Property rights 101 for the Cottonwood Heights city council
Sep 07, 2018 01:01PM ● Published by Jana Klopsch
Landowners have to block public use if they want to protect their land from becoming a public thoroughfare. (Cassie Goff/City Journals)
By Cassie Goff | email@example.com
Lead Attorney in the Office of the Property Rights Ombudsman Brent Bateman discussed property rights with the Cottonwood Heights City Council during a regularly scheduled city council meeting.
“My job is to help people who have disputes with the government over their land,” said Bateman.
He came to the meeting ready to answer any and all questions the mayor and council members had about land-use laws. This included any legal issues with land use, roads, trails, eminent domain and any other questions about land use.
“The constitution protects the residents of Cottonwood Heights from you,” Bateman told the city council to begin. “My unifying theory is: the basic right that people have with their property is that they can do whatever they want with their land. I get to do anything I want on my land, that’s my right.”
However, chaos would ensue. “We tolerate laws that allow government to control what people can do on their land. The council has that power to tell people what they can and cannot do on their land.”
In order to do so, however, the governing body has to create ordinances. The Cottonwood Heights Code of Ordinances provides the formal exception to Bateman’s overriding unifying theory.
Mayor Mike Peterson asked Bateman about the balance between land use for the public and private landowners.
Bateman answered by describing a specific Utah statute that is referred to as the prescription road statute. “A prescriptive easement arises when someone crosses your land for about 20 years. You didn’t give them permission to cross your land, so they’ve been trespassing.”
After 20 years of consistent trespassing, the hooligan(s) gains a prescriptive easement which means they gain a right to cross that land.
“It arises no matter who owns the land, since it is connected to the land,” Bateman explained. If that land is sold to a new owner, the public still has a right to cross that land, even under the new ownership.
The same easement applies to public roads, but instead of 20 years, it only takes 10 years of consistent trespassing.
“Ten years pass with the public using a thoroughfare without the landowner saying anything, and bam, it becomes public use,” Bateman said.
However, landowners can protect themselves from losing their land under a prescriptive easement. If the landowner realizes that some part of their land is being used by the public as a thoroughfare, they can interrupt the use with intent to block. They can do this a few different ways. One of the easiest ways is to put up a fence and man the gate until someone comes by. “They have to prove that they stopped somebody,” said Bateman.
If that landowner is blocking the thoroughfare and the police ask him or her to stop the blocking, then the landowner has not been considered interrupting the use with intent to block.

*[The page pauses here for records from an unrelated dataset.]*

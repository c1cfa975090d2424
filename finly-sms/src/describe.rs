//! Description synthesis and keyword auto-categorization.
//!
//! The category chains are ordered (keyword set, category) tables walked
//! top to bottom, first satisfied branch wins. Several chains can match the
//! same message, so the order is load-bearing: transportation is checked
//! before food, food before shopping, and so on.

use finly_core::{Category, TxKind};

/// Income chain: content keywords only.
const INCOME_CHAIN: &[(&[&str], Category)] = &[
    (&["salary", "payroll"], Category::Salary),
    (&["freelance", "contract"], Category::Freelance),
    (&["investment", "dividend"], Category::Investments),
];

/// One branch of the expense chain. Merchant keywords match only against
/// the extracted merchant name, content keywords only against the body.
struct ExpenseRule {
    category: Category,
    merchant_keywords: &'static [&'static str],
    content_keywords: &'static [&'static str],
}

const EXPENSE_CHAIN: &[ExpenseRule] = &[
    ExpenseRule {
        category: Category::Transportation,
        merchant_keywords: &["uber", "ola", "taxi", "cab", "metro"],
        content_keywords: &["fuel", "petrol", "diesel"],
    },
    ExpenseRule {
        category: Category::Food,
        merchant_keywords: &[
            "restaurant", "cafe", "food", "zomato", "swiggy", "dominos", "mcdonald", "kfc",
            "pizza",
        ],
        content_keywords: &["dining"],
    },
    ExpenseRule {
        category: Category::Shopping,
        merchant_keywords: &["amazon", "flipkart", "myntra", "ajio", "mall", "store"],
        content_keywords: &["shopping"],
    },
    ExpenseRule {
        category: Category::Entertainment,
        merchant_keywords: &["netflix", "spotify", "prime", "hotstar", "cinema", "theatre"],
        content_keywords: &["subscription", "movie"],
    },
    ExpenseRule {
        category: Category::Healthcare,
        merchant_keywords: &["apollo", "medplus"],
        content_keywords: &["medical", "pharmacy", "hospital", "doctor"],
    },
    ExpenseRule {
        category: Category::Utilities,
        merchant_keywords: &[],
        content_keywords: &["electricity", "water", "gas", "internet", "mobile", "recharge"],
    },
];

/// Build the human-readable description from the transaction kind, the
/// message body, and the extracted merchant.
pub fn synthesize_description(kind: TxKind, content: &str, merchant: Option<&str>) -> String {
    let content = content.to_lowercase();

    match kind {
        TxKind::Expense => {
            if content.contains("atm") || content.contains("cash") {
                "ATM Withdrawal".to_string()
            } else if content.contains("upi") {
                match merchant {
                    Some(m) => format!("UPI Payment to {m}"),
                    None => "UPI Payment".to_string(),
                }
            } else if content.contains("card") {
                match merchant {
                    Some(m) => format!("Card Payment at {m}"),
                    None => "Card Payment".to_string(),
                }
            } else {
                match merchant {
                    Some(m) => format!("Payment to {m}"),
                    None => "Payment".to_string(),
                }
            }
        }
        TxKind::Income => {
            if content.contains("salary") {
                "Salary Credit".to_string()
            } else if content.contains("transfer") {
                match merchant {
                    Some(m) => format!("Transfer from {m}"),
                    None => "Transfer Received".to_string(),
                }
            } else {
                match merchant {
                    Some(m) => format!("Payment from {m}"),
                    None => "Credit".to_string(),
                }
            }
        }
    }
}

/// Walk the category chain for the transaction kind.
pub fn auto_category(content: &str, merchant: Option<&str>, kind: TxKind) -> Category {
    let content = content.to_lowercase();
    let merchant = merchant.map(str::to_lowercase).unwrap_or_default();

    if kind == TxKind::Income {
        for (keywords, category) in INCOME_CHAIN {
            if keywords.iter().any(|kw| content.contains(kw)) {
                return *category;
            }
        }
        return Category::OtherIncome;
    }

    // Cash machine withdrawals carry no merchant signal worth categorizing.
    if content.contains("atm") || content.contains("cash") {
        return Category::OtherExpense;
    }

    for rule in EXPENSE_CHAIN {
        let merchant_hit = rule.merchant_keywords.iter().any(|kw| merchant.contains(kw));
        let content_hit = rule.content_keywords.iter().any(|kw| content.contains(kw));
        if merchant_hit || content_hit {
            return rule.category;
        }
    }

    Category::OtherExpense
}

#[cfg(test)]
mod tests {
    use super::*;

    #[test]
    fn test_expense_descriptions() {
        assert_eq!(
            synthesize_description(TxKind::Expense, "ATM cash withdrawal Rs.500", Some("SBI")),
            "ATM Withdrawal"
        );
        assert_eq!(
            synthesize_description(TxKind::Expense, "UPI payment done", Some("SWIGGY")),
            "UPI Payment to SWIGGY"
        );
        assert_eq!(
            synthesize_description(TxKind::Expense, "card payment done", None),
            "Card Payment"
        );
        assert_eq!(
            synthesize_description(TxKind::Expense, "debited Rs.100", Some("AMAZON")),
            "Payment to AMAZON"
        );
        assert_eq!(
            synthesize_description(TxKind::Expense, "debited Rs.100", None),
            "Payment"
        );
    }

    #[test]
    fn test_income_descriptions() {
        assert_eq!(
            synthesize_description(TxKind::Income, "Salary credited", Some("TECH CORP")),
            "Salary Credit"
        );
        assert_eq!(
            synthesize_description(TxKind::Income, "transfer received", Some("RAVI")),
            "Transfer from RAVI"
        );
        assert_eq!(
            synthesize_description(TxKind::Income, "credited Rs.100", None),
            "Credit"
        );
    }

    #[test]
    fn test_income_categories() {
        assert_eq!(
            auto_category("salary credited", None, TxKind::Income),
            Category::Salary
        );
        assert_eq!(
            auto_category("freelance invoice received", None, TxKind::Income),
            Category::Freelance
        );
        assert_eq!(
            auto_category("dividend payout credited", None, TxKind::Income),
            Category::Investments
        );
        assert_eq!(
            auto_category("credited Rs.100", None, TxKind::Income),
            Category::OtherIncome
        );
    }

    #[test]
    fn test_atm_precedes_everything() {
        // "fuel" would hit transportation, but the atm/cash guard runs first
        assert_eq!(
            auto_category("atm withdrawal near fuel station", None, TxKind::Expense),
            Category::OtherExpense
        );
    }

    #[test]
    fn test_merchant_vs_content_keyword_scope() {
        // "uber" only counts when it appears in the merchant name
        assert_eq!(
            auto_category("payment for uber ride", None, TxKind::Expense),
            Category::OtherExpense
        );
        assert_eq!(
            auto_category("payment done", Some("UBER INDIA"), TxKind::Expense),
            Category::Transportation
        );
        // "fuel" only counts in the body
        assert_eq!(
            auto_category("fuel surcharge applied", None, TxKind::Expense),
            Category::Transportation
        );
    }

    #[test]
    fn test_chain_order_food_before_shopping() {
        // Merchant carries both a food keyword and a shopping keyword; the
        // food branch is evaluated first and wins.
        assert_eq!(
            auto_category("debited Rs.450", Some("ZOMATO AMAZON PAY"), TxKind::Expense),
            Category::Food
        );
    }

    #[test]
    fn test_remaining_expense_chains() {
        assert_eq!(
            auto_category("debited", Some("NETFLIX"), TxKind::Expense),
            Category::Entertainment
        );
        assert_eq!(
            auto_category("pharmacy bill paid", None, TxKind::Expense),
            Category::Healthcare
        );
        assert_eq!(
            auto_category("electricity bill paid", None, TxKind::Expense),
            Category::Utilities
        );
        assert_eq!(
            auto_category("debited Rs.100", None, TxKind::Expense),
            Category::OtherExpense
        );
    }
}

Bateman explained how there is a debate right now at the state level around if this type of easement rule applies to trails.
If the public has been using a trail for 10 years, it has become a public right of way. It doesn’t even have to be a recent 10-year period; it just has to be any 10-year period. Many people have been showing public use through satellite photos and witnesses.
In these cases, the defense lies on the landowners. “Proving the negative is impossible,” Bateman said, illustrating the debate.
After discussing public use on private land, Peterson asked a question he has frequently heard from many Cottonwood Heights residents: “Why aren’t residents required to take care of their lawns?”
Bateman laughed as he referred back to his unifying theory. “People can have a mess. They can do anything they want on with their land.”
Realistically, the city could create a nuisance ordinance. However, that would become an enforcement problem for the city because “zoning power comes from the police power,” Bateman explained.
Eventually, the discussion led to questions about trees on property lines. “If a property owner plants a tree on the property line, the tree is owned equally by both sides,” Bateman said.
If that tree has branches and/or apples, the apples and branches are owned equally by both property owners. “One property owner cannot pick those apples, cannot cut a branch, without the other property owner’s permission.”
“Tree law is difficult,” Bateman said as he closed the conversation.